**WORK TO BE COMPLETED**
For the word "toml", return each line of the data in which it occurs.

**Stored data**
^^^^^^^^
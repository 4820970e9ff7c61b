//! Data model for the Folio portfolio.
//!
//! Everything in this crate is static and known at compile time. The
//! [`content`] module holds the actual portfolio data; the remaining modules
//! define the types that data is expressed in.

pub mod carousel;
pub mod content;
pub mod error;
pub mod profile;
pub mod project;
pub mod research;
pub mod section;

pub use carousel::{CarouselItem, CarouselMode};
pub use error::{ModelError, Result};
pub use profile::{Accent, Profile, SkillGroup, SkillIcon, SkillNode, SocialKind, SocialLink};
pub use project::{
    Category, GalleryImage, Project, ProjectDetail, ProjectFilter, ProjectId, TechStack,
    filter_projects,
};
pub use research::{LabFact, PipelineStep, Publication, ResearchTeaser};
pub use section::{NAV_LINKS, NavLink, NavTarget, SectionId};
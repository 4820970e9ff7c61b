//! Project showcase message handler.

use folio_core::CarouselSlot;
use folio_model::content::PROJECTS;
use iced::Task;

use super::MessageHandler;
use crate::message::{Message, ProjectsMessage};
use crate::state::AppState;

/// Handler for the project grid and detail overlay.
pub struct ProjectsHandler;

impl MessageHandler<ProjectsMessage> for ProjectsHandler {
    fn handle(&self, state: &mut AppState, msg: ProjectsMessage) -> Task<Message> {
        match msg {
            ProjectsMessage::FilterSelected(filter) => {
                state.session.browser_mut().set_filter(filter);
            }

            ProjectsMessage::Opened(id) => {
                let now = state.now();
                state.reset_pointer(CarouselSlot::DetailGallery);
                if let Err(error) = state.session.browser_mut().open_id(id, &PROJECTS, now) {
                    tracing::warn!(%error, "project not opened");
                }
            }

            ProjectsMessage::Closed => {
                state.reset_pointer(CarouselSlot::DetailGallery);
                state.session.browser_mut().close();
            }
        }
        Task::none()
    }
}
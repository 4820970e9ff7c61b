//! Cancellable repeating timer driven by an external clock.
//!
//! The timer never reads the system clock. Callers pass the current time as a
//! [`Duration`] measured from any fixed origin (the GUI uses the session start)
//! and ask how many periods have elapsed since the last poll. This keeps every
//! carousel deterministic under test.

use std::time::Duration;

use crate::error::{CoreError, Result};

/// A repeating deadline that can be armed, polled, and cancelled.
#[derive(Debug, Clone, PartialEq, Eq)]
pub struct RepeatingTimer {
    interval: Duration,
    next_due: Option<Duration>,
}

impl RepeatingTimer {
    /// Create a disarmed timer. A zero interval is rejected.
    pub fn new(interval: Duration) -> Result<Self> {
        if interval.is_zero() {
            return Err(CoreError::ZeroInterval);
        }
        Ok(Self {
            interval,
            next_due: None,
        })
    }

    pub fn interval(&self) -> Duration {
        self.interval
    }

    pub fn is_armed(&self) -> bool {
        self.next_due.is_some()
    }

    /// Time of the next firing, if armed.
    pub fn next_due(&self) -> Option<Duration> {
        self.next_due
    }

    /// Start (or restart) the period at `now`. The first firing is one full
    /// interval later.
    pub fn arm(&mut self, now: Duration) {
        self.next_due = now.checked_add(self.interval);
    }

    pub fn cancel(&mut self) {
        self.next_due = None;
    }

    /// Number of periods that elapsed up to `now`.
    ///
    /// Returns 0 when disarmed or not yet due. After firing, the next deadline
    /// stays on the original grid, so polling late never drifts the schedule.
    pub fn poll(&mut self, now: Duration) -> u32 {
        let Some(due) = self.next_due else {
            return 0;
        };
        if now < due {
            return 0;
        }

        let late = (now - due).as_nanos() / self.interval.as_nanos();
        let fires = u32::try_from(late.saturating_add(1)).unwrap_or(u32::MAX);
        self.next_due = self
            .interval
            .checked_mul(fires)
            .and_then(|advance| due.checked_add(advance));
        fires
    }
}

#[cfg(test)]
mod tests {
    use super::*;

    fn ms(value: u64) -> Duration {
        Duration::from_millis(value)
    }

    #[test]
    fn zero_interval_is_rejected() {
        assert_eq!(RepeatingTimer::new(Duration::ZERO), Err(CoreError::ZeroInterval));
    }

    #[test]
    fn disarmed_timer_never_fires() {
        let mut timer = RepeatingTimer::new(ms(100)).unwrap();
        assert_eq!(timer.poll(ms(10_000)), 0);
    }

    #[test]
    fn fires_once_per_period() {
        let mut timer = RepeatingTimer::new(ms(6000)).unwrap();
        timer.arm(ms(0));
        assert_eq!(timer.poll(ms(5999)), 0);
        assert_eq!(timer.poll(ms(6000)), 1);
        assert_eq!(timer.poll(ms(6001)), 0);
        assert_eq!(timer.next_due(), Some(ms(12_000)));
    }

    #[test]
    fn late_poll_reports_every_missed_period() {
        let mut timer = RepeatingTimer::new(ms(6000)).unwrap();
        timer.arm(ms(0));
        assert_eq!(timer.poll(ms(12_001)), 2);
        assert_eq!(timer.next_due(), Some(ms(18_000)));
    }

    #[test]
    fn rearm_restarts_the_period() {
        let mut timer = RepeatingTimer::new(ms(4000)).unwrap();
        timer.arm(ms(0));
        timer.arm(ms(3000));
        assert_eq!(timer.poll(ms(4000)), 0);
        assert_eq!(timer.poll(ms(7000)), 1);
    }

    #[test]
    fn cancel_disarms() {
        let mut timer = RepeatingTimer::new(ms(100)).unwrap();
        timer.arm(ms(0));
        timer.cancel();
        assert!(!timer.is_armed());
        assert_eq!(timer.poll(ms(500)), 0);
    }
}
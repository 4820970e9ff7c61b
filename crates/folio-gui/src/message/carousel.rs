//! Carousel messages.

use folio_core::CarouselSlot;

/// Messages targeting one carousel.
#[derive(Debug, Clone, Copy)]
pub enum CarouselMessage {
    Next(CarouselSlot),
    Previous(CarouselSlot),
    /// Dot indicator pressed
    GoTo(CarouselSlot, usize),

    // =========================================================================
    // Pointer
    // =========================================================================
    PointerEntered(CarouselSlot),
    PointerExited(CarouselSlot),
    /// Horizontal pointer position inside the carousel
    PointerMoved(CarouselSlot, f32),
    PointerPressed(CarouselSlot),
    PointerReleased(CarouselSlot),
}
//! Main application module for Folio Studio.
//!
//! This module implements the Iced 0.14.0 application using the builder pattern.
//! The architecture follows the Elm pattern: State → Message → Update → View.
//!
//! # Key Design Principles
//!
//! - **All state changes happen in `update()`** - Views are pure functions
//! - **No channels/polling** - Use `Task::perform` for async operations
//! - **Timers are state** - The tick subscription only runs while a carousel is armed
//!
//! # Module Structure
//!
//! - `keyboard` - Global key bindings
//! - `subscription` - Keyboard, theme, resize, and carousel tick sources

mod keyboard;
pub mod subscription;

use std::path::PathBuf;

use folio_core::View;
use folio_model::content::PROJECTS;
use iced::theme::Mode;
use iced::{Element, Subscription, Task, Theme};

use crate::constants::window_title;
use crate::error::GuiError;
use crate::handler::{
    CarouselHandler, MessageHandler, NavigationHandler, ProjectsHandler, observe_scroll,
};
use crate::message::Message;
use crate::service::{content_image_urls, load_image, open_link};
use crate::state::{AppState, Settings};
use crate::theme::{HEADER_HEIGHT, folio_theme};
use crate::view::view_app;

// =============================================================================
// APPLICATION
// =============================================================================

/// Main application struct.
///
/// This is the root of the Iced application. It holds the application state
/// and implements the Elm architecture methods.
pub struct App {
    /// All application state.
    pub state: AppState,
}

impl App {
    /// Create a new application instance.
    ///
    /// Called once at startup. Returns the initial state and one load task
    /// per piece of artwork.
    pub fn new(
        settings: Settings,
        settings_path: PathBuf,
        assets_dir: PathBuf,
    ) -> Result<(Self, Task<Message>), GuiError> {
        let mut state = AppState::new(settings, settings_path, assets_dir)?;

        let loads: Vec<Task<Message>> = content_image_urls()
            .into_iter()
            .filter(|url| state.images.request(url))
            .map(|url| {
                let dir = state.assets_dir.clone();
                Task::perform(load_image(dir, url), move |result| Message::ImageLoaded {
                    url,
                    result,
                })
            })
            .collect();
        tracing::info!(
            images = loads.len(),
            assets = %state.assets_dir.display(),
            "loading artwork"
        );

        Ok((Self { state }, Task::batch(loads)))
    }

    /// Update application state in response to a message.
    ///
    /// This is the core of the Elm architecture - all state changes happen here.
    pub fn update(&mut self, message: Message) -> Task<Message> {
        match message {
            // =================================================================
            // View-specific messages
            // =================================================================
            Message::Navigation(msg) => NavigationHandler.handle(&mut self.state, msg),
            Message::Carousel(msg) => CarouselHandler.handle(&mut self.state, msg),
            Message::Projects(msg) => ProjectsHandler.handle(&mut self.state, msg),

            // =================================================================
            // Outbound
            // =================================================================
            Message::OpenLink(url) => {
                open_link(url);
                Task::none()
            }

            // =================================================================
            // Background task results
            // =================================================================
            Message::ImageLoaded { url, result } => {
                self.state.images.resolve(url, result);
                Task::none()
            }

            // =================================================================
            // Global events
            // =================================================================
            Message::Tick => {
                let now = self.state.now();
                self.state.session.tick(now);
                Task::none()
            }

            Message::KeyPressed(key, modifiers) => self.handle_key_press(key, modifiers),

            Message::SystemThemeChanged(mode) => {
                self.state.system_is_dark = matches!(mode, Mode::Dark);
                Task::none()
            }

            Message::WindowResized(size) => {
                self.state.viewport.width = size.width;
                self.state.viewport.height = (size.height - HEADER_HEIGHT).max(0.0);
                if !self.state.width_class().is_narrow() {
                    self.state.session.menu_mut().close();
                }
                observe_scroll(&mut self.state);
                Task::none()
            }

            Message::ToggleTheme => {
                let display = &mut self.state.settings.display;
                display.theme_mode = display.theme_mode.next();
                let theme = display.theme_mode.label();
                tracing::info!(theme, "theme changed");
                let saved = Settings::save_theme_to(&self.state.settings_path, display.theme_mode);
                if let Err(error) = saved {
                    tracing::warn!(%error, "settings not saved");
                }
                Task::none()
            }

            Message::Noop => Task::none(),
        }
    }

    /// Render the current state.
    pub fn view(&self) -> Element<'_, Message> {
        view_app(&self.state)
    }

    /// Window title: the active page, plus the open project if any.
    pub fn title(&self) -> String {
        let page = match self.state.session.view() {
            View::Main => "Portfolio",
            View::Research => "Research Lab",
        };
        let project = self
            .state
            .session
            .browser()
            .selected_project(&PROJECTS)
            .map(|project| project.title);
        window_title(page, project)
    }

    pub fn theme(&self) -> Theme {
        folio_theme(
            self.state.settings.display.theme_mode,
            self.state.system_is_dark,
        )
    }

    pub fn subscription(&self) -> Subscription<Message> {
        subscription::create_subscription(&self.state)
    }
}

#[cfg(test)]
mod tests {
    use folio_core::{CarouselSlot, RevealTarget};
    use folio_model::{NavTarget, SectionId};
    use iced::Size;
    use tempfile::TempDir;

    use super::*;
    use crate::message::{NavigationMessage, ProjectsMessage};
    use crate::theme::ThemeMode;

    fn app(dir: &TempDir) -> App {
        let (app, _task) = App::new(
            Settings::default(),
            dir.path().join("settings.toml"),
            dir.path().join("assets"),
        )
        .unwrap();
        app
    }

    #[test]
    fn startup_requests_all_artwork() {
        let dir = TempDir::new().unwrap();
        let app = app(&dir);
        assert_eq!(app.state.images.len(), content_image_urls().len());
    }

    #[test]
    fn failed_artwork_is_recorded() {
        let dir = TempDir::new().unwrap();
        let mut app = app(&dir);
        let url = content_image_urls()[0];
        let _ = app.update(Message::ImageLoaded {
            url,
            result: Err(GuiError::internal("missing")),
        });
        assert_eq!(
            app.state.images.status(url),
            folio_core::ImageStatus::Failed
        );
    }

    #[test]
    fn corrupt_artwork_falls_back_to_the_placeholder() {
        let dir = TempDir::new().unwrap();
        let mut app = app(&dir);
        let url = content_image_urls()[0];
        let assets = dir.path().join("assets");
        std::fs::create_dir_all(&assets).unwrap();
        let name = folio_core::asset_file_name(url).unwrap();
        std::fs::write(assets.join(name), b"definitely not a jpeg").unwrap();

        let runtime = tokio::runtime::Runtime::new().unwrap();
        let result = runtime.block_on(crate::service::load_image(assets, url));
        assert!(result.is_err());

        let _ = app.update(Message::ImageLoaded { url, result });
        assert_eq!(
            app.state.images.status(url),
            folio_core::ImageStatus::Failed
        );
    }

    #[test]
    fn toggling_the_theme_persists_it() {
        let dir = TempDir::new().unwrap();
        let mut app = app(&dir);
        let before = app.state.settings.display.theme_mode;
        let _ = app.update(Message::ToggleTheme);
        assert_eq!(app.state.settings.display.theme_mode, before.next());

        let saved = Settings::load_from(&dir.path().join("settings.toml"));
        assert_eq!(saved.display.theme_mode, before.next());
    }

    #[test]
    fn theme_toggle_does_not_persist_startup_overrides() {
        let dir = TempDir::new().unwrap();
        let path = dir.path().join("settings.toml");
        let mut settings = Settings::default();
        settings.assets.directory = Some(dir.path().join("one-off"));
        let (mut app, _task) =
            App::new(settings, path.clone(), dir.path().join("one-off")).unwrap();

        let _ = app.update(Message::ToggleTheme);
        let saved = Settings::load_from(&path);
        assert_eq!(saved.display.theme_mode, app.state.settings.display.theme_mode);
        assert_eq!(saved.assets.directory, None);
        assert!(app.state.settings.assets.directory.is_some());
    }

    #[test]
    fn system_theme_follows_the_os() {
        let dir = TempDir::new().unwrap();
        let mut app = app(&dir);
        app.state.settings.display.theme_mode = ThemeMode::System;
        let _ = app.update(Message::SystemThemeChanged(Mode::Light));
        assert!(!app.state.system_is_dark);
        let _ = app.update(Message::SystemThemeChanged(Mode::Dark));
        assert!(app.state.system_is_dark);
    }

    #[test]
    fn widening_the_window_closes_the_menu() {
        let dir = TempDir::new().unwrap();
        let mut app = app(&dir);
        let _ = app.update(Message::WindowResized(Size::new(500.0, 900.0)));
        let _ = app.update(Message::Navigation(NavigationMessage::MenuToggled));
        assert!(app.state.session.menu().is_open());

        let _ = app.update(Message::WindowResized(Size::new(500.0, 700.0)));
        assert!(app.state.session.menu().is_open());

        let _ = app.update(Message::WindowResized(Size::new(1400.0, 900.0)));
        assert!(!app.state.session.menu().is_open());
        assert!(!app.state.scroll_lock.is_locked());
    }

    #[test]
    fn resize_reveals_sections_now_in_view() {
        let dir = TempDir::new().unwrap();
        let mut app = app(&dir);
        let _ = app.update(Message::WindowResized(Size::new(1280.0, 3000.0)));
        assert!(app.state.session.reveals().is_revealed(RevealTarget::About));
    }

    #[test]
    fn title_names_the_open_project() {
        let dir = TempDir::new().unwrap();
        let mut app = app(&dir);
        assert!(app.title().starts_with("Portfolio"));

        let _ = app.update(Message::Projects(ProjectsMessage::Opened(PROJECTS[0].id)));
        assert!(app.title().starts_with(PROJECTS[0].title));

        let _ = app.update(Message::Navigation(NavigationMessage::Navigate(
            NavTarget::ResearchPage,
        )));
        assert!(app.title().starts_with("Research Lab"));
        assert!(!app.title().contains(PROJECTS[0].title));
    }

    #[tokio::test]
    async fn ticks_advance_the_research_gallery() {
        let dir = TempDir::new().unwrap();
        let mut app = app(&dir);
        let _ = app.update(Message::Navigation(NavigationMessage::Navigate(
            NavTarget::ResearchPage,
        )));
        assert!(app.state.session.has_armed_timers());
        let _ = app.update(Message::Tick);
        let gallery = app.state.session.carousel(CarouselSlot::ResearchGallery);
        assert_eq!(gallery.map(|c| c.index()), Some(0));

        let _ = app.update(Message::Navigation(NavigationMessage::Navigate(
            NavTarget::Section(SectionId::Home),
        )));
        assert!(!app.state.session.has_armed_timers());
    }
}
^^^^^^^^
**OUTPUT FOR THIS TASK**
            dir.path().join("settings.toml"),
        let saved = Settings::load_from(&dir.path().join("settings.toml"));
        let path = dir.path().join("settings.toml");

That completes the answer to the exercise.